Problem description: Examine each line of the data. Copy the line if it includes the word "Duration".

Data records
%%

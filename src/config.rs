// Transport, protocol and teleop defaults
use std::time::Duration;

// Serial defaults. The deployed controller boards are not uniform: 9600,
// 115200 and 2000000 baud units all exist, so baud stays a constructor
// parameter and this is only the common case.
pub const DEFAULT_BAUD_RATE: u32 = 115_200;
pub const SERIAL_READ_TIMEOUT: Duration = Duration::from_millis(1000);

// All commands and telemetry go through one register on the I2C boards.
pub const COMMAND_REGISTER: u8 = 0x00;

// Default I2C addresses (7-bit) as flashed on the microcontrollers.
pub const TOOLS_I2C_ADDR: u16 = 0x60;
pub const WHEELS_I2C_ADDR: u16 = 0x70;
pub const ENCODERS_I2C_ADDR: u16 = 0x65;

// Telemetry reply width in bytes. Two firmware builds are in the field:
// 31 (fits the SMBus 32-byte block limit) and 35 (serial-only boards).
pub const DEFAULT_TELEMETRY_LEN: usize = 31;

// Teleop speed state: PWM duty magnitude sent with movement commands.
pub const DEFAULT_SPEED: u8 = 15;
pub const MIN_SPEED: u8 = 13;
pub const MAX_SPEED: u8 = 25;
pub const SPEED_STEP: u8 = 2;

// Gamepad discovery: bounded retries, then fatal.
pub const GAMEPAD_MODEL: &str = "Logitech Gamepad F710";
pub const SETUP_TRIES: u32 = 5;
pub const SETUP_RETRY_DELAY: Duration = Duration::from_secs(3);

// Idle sleep between event-drain passes of the teleop loop.
pub const LOOP_IDLE_SLEEP: Duration = Duration::from_millis(10);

%%

Result:
use std::time::Duration;
pub const SERIAL_READ_TIMEOUT: Duration = Duration::from_millis(1000);
pub const SETUP_RETRY_DELAY: Duration = Duration::from_secs(3);
pub const LOOP_IDLE_SLEEP: Duration = Duration::from_millis(10);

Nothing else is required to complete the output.